On January 20, the President of CAPITAL LETTERS said, “We will measure our success not only by the battles we win, but also by the wars that we end, and, perhaps most importantly, the wars we never get into.”

A week later, this leader, who types in capital letters, announced tariffs. Then humiliated a wartime leader and his ally in his office. His deputy asked the wartime leader to say, "thank you."

The Europeans watched in horror. Their jaws dropped. Their ally or at least the one they had followed, breathlessly, blindly, in deep love, everywhere: in war, in being the police of the world, the guardian, the moral high ground, had turned the mirror back on them. Suddenly, they realised their place.

Someone moved the doomsday clock one second forward. (Did it even exist?)

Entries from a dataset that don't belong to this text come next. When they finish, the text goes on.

//! The Node/Region/Edge data model and the region tree builder.
//!
//! Nodes and regions live in a dense arena (`arena.rs`) and reference their
//! parent through an `Option<NodeId>` index rather than a back-pointer.

use std::collections::{HashMap, HashSet};

use dot2bgraph_error::{Error, Result};
use indexmap::IndexMap;

use crate::arena::{Arena, ArenaId};
use crate::declare_id;
use crate::input::HierarchicalGraph;

declare_id!(NodeId);
declare_id!(EdgeId);

#[derive(Debug)]
struct RegionData {
    /// Child name -> child node id, insertion ordered so that traversal
    /// order stays deterministic.
    children: IndexMap<String, NodeId>,
}

#[derive(Debug)]
struct NodeData {
    name: String,
    label: Option<String>,
    parent: Option<NodeId>,
    next: Vec<EdgeId>,
    prev: Vec<EdgeId>,
    region: Option<RegionData>,
}

#[derive(Debug, Clone)]
struct EdgeData {
    from: NodeId,
    to: NodeId,
    label: Option<String>,
}

/// The built region tree plus its directed edge set.
#[derive(Debug)]
pub struct RegionTree {
    nodes: Arena<NodeId, NodeData>,
    edges: Vec<EdgeData>,
    root: NodeId,
}

impl RegionTree {
    pub fn root(&self) -> NodeId {
        self.root
    }

    pub fn name(&self, id: NodeId) -> &str {
        &self.nodes.get(id).name
    }

    pub fn label(&self, id: NodeId) -> Option<&str> {
        self.nodes.get(id).label.as_deref()
    }

    pub fn parent(&self, id: NodeId) -> Option<NodeId> {
        self.nodes.get(id).parent
    }

    pub fn is_region(&self, id: NodeId) -> bool {
        self.nodes.get(id).region.is_some()
    }

    /// Children of a region, in insertion (alphabetical-subgraph, then
    /// alphabetical-direct-node) order. Empty for a non-region node.
    pub fn region_children(&self, id: NodeId) -> Vec<NodeId> {
        match &self.nodes.get(id).region {
            Some(region) => region.children.values().copied().collect(),
            None => Vec::new(),
        }
    }

    pub fn edge(&self, id: EdgeId) -> (NodeId, NodeId, Option<&str>) {
        let e = &self.edges[id.index()];
        (e.from, e.to, e.label.as_deref())
    }

    fn are_siblings(&self, a: NodeId, b: NodeId) -> bool {
        self.parent(a) == self.parent(b)
    }

    /// All outgoing edges of `id`, local and cross-region alike.
    pub fn next(&self, id: NodeId) -> &[EdgeId] {
        &self.nodes.get(id).next
    }

    /// All incoming edges of `id`, local and cross-region alike.
    pub fn prev(&self, id: NodeId) -> &[EdgeId] {
        &self.nodes.get(id).prev
    }

    /// Outgoing edges whose destination is a sibling of `id`.
    pub fn local_next(&self, id: NodeId) -> Vec<EdgeId> {
        self.nodes
            .get(id)
            .next
            .iter()
            .copied()
            .filter(|&e| self.are_siblings(self.edges[e.index()].to, id))
            .collect()
    }

    /// Incoming edges whose source is a sibling of `id`.
    pub fn local_prev(&self, id: NodeId) -> Vec<EdgeId> {
        self.nodes
            .get(id)
            .prev
            .iter()
            .copied()
            .filter(|&e| self.are_siblings(self.edges[e.index()].from, id))
            .collect()
    }

    /// Outgoing edges whose destination lives in a different region.
    pub fn other_next(&self, id: NodeId) -> Vec<EdgeId> {
        self.nodes
            .get(id)
            .next
            .iter()
            .copied()
            .filter(|&e| !self.are_siblings(self.edges[e.index()].to, id))
            .collect()
    }

    /// Incoming edges whose source lives in a different region.
    pub fn other_prev(&self, id: NodeId) -> Vec<EdgeId> {
        self.nodes
            .get(id)
            .prev
            .iter()
            .copied()
            .filter(|&e| !self.are_siblings(self.edges[e.index()].from, id))
            .collect()
    }

    pub fn width(&self, id: NodeId) -> i64 {
        1.max(self.local_prev(id).len() as i64).max(self.local_next(id).len() as i64)
    }

    pub fn height(&self, id: NodeId) -> i64 {
        1.max(self.other_prev(id).len() as i64).max(self.other_next(id).len() as i64)
    }

    pub fn edge_to(&self, id: EdgeId) -> NodeId {
        self.edges[id.index()].to
    }

    pub fn edge_from(&self, id: EdgeId) -> NodeId {
        self.edges[id.index()].from
    }
}

/// Builds a [`RegionTree`] from a parsed [`HierarchicalGraph`].
pub fn build(graph: &HierarchicalGraph) -> Result<RegionTree> {
    let mut nodes: Arena<NodeId, NodeData> = Arena::new();
    let root = nodes.alloc(NodeData {
        name: String::new(),
        label: graph.label.clone(),
        parent: None,
        next: Vec::new(),
        prev: Vec::new(),
        region: Some(RegionData { children: IndexMap::new() }),
    });

    let mut by_name: HashMap<String, NodeId> = HashMap::new();
    let mut seen: HashSet<String> = HashSet::new();

    let root_direct = direct_nodes_of(&graph.nodes, &graph.subgraphs);
    place_direct_nodes(&mut nodes, root, &root_direct, &mut by_name, &mut seen)?;
    place_subgraphs(&mut nodes, root, &graph.subgraphs, &mut by_name, &mut seen)?;

    let edges = build_edges(graph, &by_name)?;
    let edges = wire_edges(&mut nodes, edges);

    Ok(RegionTree { nodes, edges, root })
}

/// `all_nodes` minus every node owned by an immediately-nested subgraph.
/// Immediate subgraphs' `nodes` are already recursively inclusive of their
/// own nested subgraphs, so subtracting just this one level excludes every
/// deeper level transitively.
fn direct_nodes_of(
    all_nodes: &[crate::input::NodeSpec],
    subgraphs: &[crate::input::Subgraph],
) -> Vec<crate::input::NodeSpec> {
    let nested: HashSet<&str> =
        subgraphs.iter().flat_map(|s| s.nodes.iter().map(|n| n.name.as_str())).collect();
    all_nodes.iter().filter(|n| !nested.contains(n.name.as_str())).cloned().collect()
}

fn place_direct_nodes(
    nodes: &mut Arena<NodeId, NodeData>,
    parent: NodeId,
    all_nodes: &[crate::input::NodeSpec],
    by_name: &mut HashMap<String, NodeId>,
    seen: &mut HashSet<String>,
) -> Result<()> {
    let mut direct: Vec<&crate::input::NodeSpec> =
        all_nodes.iter().filter(|n| !seen.contains(&n.name)).collect();
    direct.sort_by(|a, b| a.name.cmp(&b.name));

    for spec in direct {
        if seen.contains(&spec.name) {
            continue;
        }
        let label = match spec.label.as_deref() {
            Some("\\N") => Some(spec.name.clone()),
            Some(other) => Some(other.to_string()),
            None => None,
        };
        let id = nodes.alloc(NodeData {
            name: spec.name.clone(),
            label,
            parent: Some(parent),
            next: Vec::new(),
            prev: Vec::new(),
            region: None,
        });

        let region = nodes.get_mut(parent).region.as_mut().expect("parent is a region");
        if region.children.insert(spec.name.clone(), id).is_some() {
            return Err(Error::malformed_input(format!(
                "duplicate node name '{}' within the same region",
                spec.name
            ))
            .with_operation("tree::build"));
        }

        seen.insert(spec.name.clone());
        by_name.insert(spec.name.clone(), id);
    }
    Ok(())
}

fn place_subgraphs(
    nodes: &mut Arena<NodeId, NodeData>,
    parent: NodeId,
    subgraphs: &[crate::input::Subgraph],
    by_name: &mut HashMap<String, NodeId>,
    seen: &mut HashSet<String>,
) -> Result<()> {
    // Alphabetical order is a deliberate workaround for a Graphviz ordering
    // bug (https://gitlab.com/graphviz/graphviz/-/issues/1767) and must be
    // honored for reproducibility.
    let mut ordered: Vec<&crate::input::Subgraph> = subgraphs.iter().collect();
    ordered.sort_by(|a, b| a.name.cmp(&b.name));

    for subgraph in ordered {
        // direct_nodes = all nodes in this subgraph, minus nodes owned by
        // any nested subgraph; place_direct_nodes further excludes nodes
        // already placed elsewhere.
        let direct = direct_nodes_of(&subgraph.nodes, &subgraph.subgraphs);

        let region_id = nodes.alloc(NodeData {
            name: subgraph.name.clone(),
            label: subgraph.label.clone(),
            parent: Some(parent),
            next: Vec::new(),
            prev: Vec::new(),
            region: Some(RegionData { children: IndexMap::new() }),
        });

        {
            let parent_region = nodes.get_mut(parent).region.as_mut().expect("parent is a region");
            if parent_region.children.insert(subgraph.name.clone(), region_id).is_some() {
                return Err(Error::malformed_input(format!(
                    "duplicate subgraph name '{}' within the same region",
                    subgraph.name
                ))
                .with_operation("tree::build"));
            }
        }

        place_direct_nodes(nodes, region_id, &direct, by_name, seen)?;
        place_subgraphs(nodes, region_id, &subgraph.subgraphs, by_name, seen)?;
    }
    Ok(())
}

fn build_edges(graph: &HierarchicalGraph, by_name: &HashMap<String, NodeId>) -> Result<Vec<EdgeData>> {
    let mut edges = Vec::with_capacity(graph.edges.len());
    // Labels are stored on the (from, to) pair: when the pair repeats, the
    // last non-empty label wins for every occurrence of that pair.
    let mut pair_label: HashMap<(NodeId, NodeId), Option<String>> = HashMap::new();

    for spec in &graph.edges {
        let from = *by_name.get(&spec.from).ok_or_else(|| {
            Error::malformed_input(format!("unknown edge endpoint '{}'", spec.from))
                .with_operation("tree::build_edges")
        })?;
        let to = *by_name.get(&spec.to).ok_or_else(|| {
            Error::malformed_input(format!("unknown edge endpoint '{}'", spec.to))
                .with_operation("tree::build_edges")
        })?;

        if let Some(label) = spec.label.as_deref().filter(|l| !l.is_empty()) {
            pair_label.insert((from, to), Some(label.to_string()));
        } else {
            pair_label.entry((from, to)).or_insert(None);
        }

        edges.push(EdgeData { from, to, label: None });
    }

    for edge in &mut edges {
        edge.label = pair_label.get(&(edge.from, edge.to)).cloned().flatten();
    }

    Ok(edges)
}

fn wire_edges(nodes: &mut Arena<NodeId, NodeData>, edges: Vec<EdgeData>) -> Vec<EdgeData> {
    for (i, edge) in edges.iter().enumerate() {
        let id = EdgeId::from_index(i);
        nodes.get_mut(edge.from).next.push(id);
        nodes.get_mut(edge.to).prev.push(id);
    }
    edges
}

Jaroslav Lukiv wrote in The BBC: “The Doomsday Clock symbolising how near humanity is to destruction has been moved one second forward to 89 seconds to midnight – the closest it has ever been.”

Are you surprised? I am not.

A contuniuing genocide and its televisation

In Gaza, a genocide continues. And so does the televisation of it. And in the past twenty months, it has not done much to shake the conscience of leaders who make genocide possible.

The occupier has set up an aid foundation where their forces gun down defenceless people daily. And the dead alone come in double digits.

But our human collective, scattered across this gigantic earth that spins around a massive ball of fire, seems to have lost fire. This mind-numbing death data, charred bodies of children, mass graveyard do not seem good enough. But frankly, no data seems good enough. Our hearts have turned into stones. All we see is data, a number, now a normal headline we scroll past. No human.

In a parallel world, a (news) media exists. Stories are humanised. We read that Alex was to marry Lea. And Lea was a diplomat. With dreams. With lives ahead of them. We know everything about Alex and Lea. And we must. Because humanity, after all, is what we are left with.

The same media would, however, write: “39 people seeking food packet were dead, a Hamas-run health ministry said. We cannot independently verify. For context, Hamas attacked X in the worst attack, killed 1,200, and took 250 hostage.”

This context label, this “X-run health ministry,” the number of people: I am leaving it with you. Sit with it.

There is a new Pope. Some call him first American Pope.

Francis, who once washed the feet of refugees in Lampedusa, who took 12 Syrian refugees in his plane back to Rome, he is no more. And has left behind a vast emptiness of compassion.

Politics has changed.

Not much though. Faces have changed. Instead of Olaf Scholz, you have Friedrich Merz in Germany. What could you say about change! Both are bald (no body-shaming intended), for starters. Both are old, from an age I cannot relate to (but so are all leaders around the world). Both are men. MEN. That’s important. There’s nothing more to say about them.

In Europe, the so-called light of the world, we’ve moved closer to the right, not the right-right, but the “I-hate-everyone” kind of right. The centre, which always claims “the centre will hold”, never really held. It’s basically camouflage for the right.

The Left as usual is left, divided. It’s a hammer looking for a nail. Hammers are useful, though. Like when you move to a new home, they can prove to be very helpful, otherwise, they are stored in a box in a corner in the basement.

In South America, the self-proclaimed “coolest dictator” of El Salvador is resetting a template: importing people accused of crimes, not given a fair trial. Their heads shaved. Bent. A dystopian troop of police beating them with rod-like sticks. Herding them.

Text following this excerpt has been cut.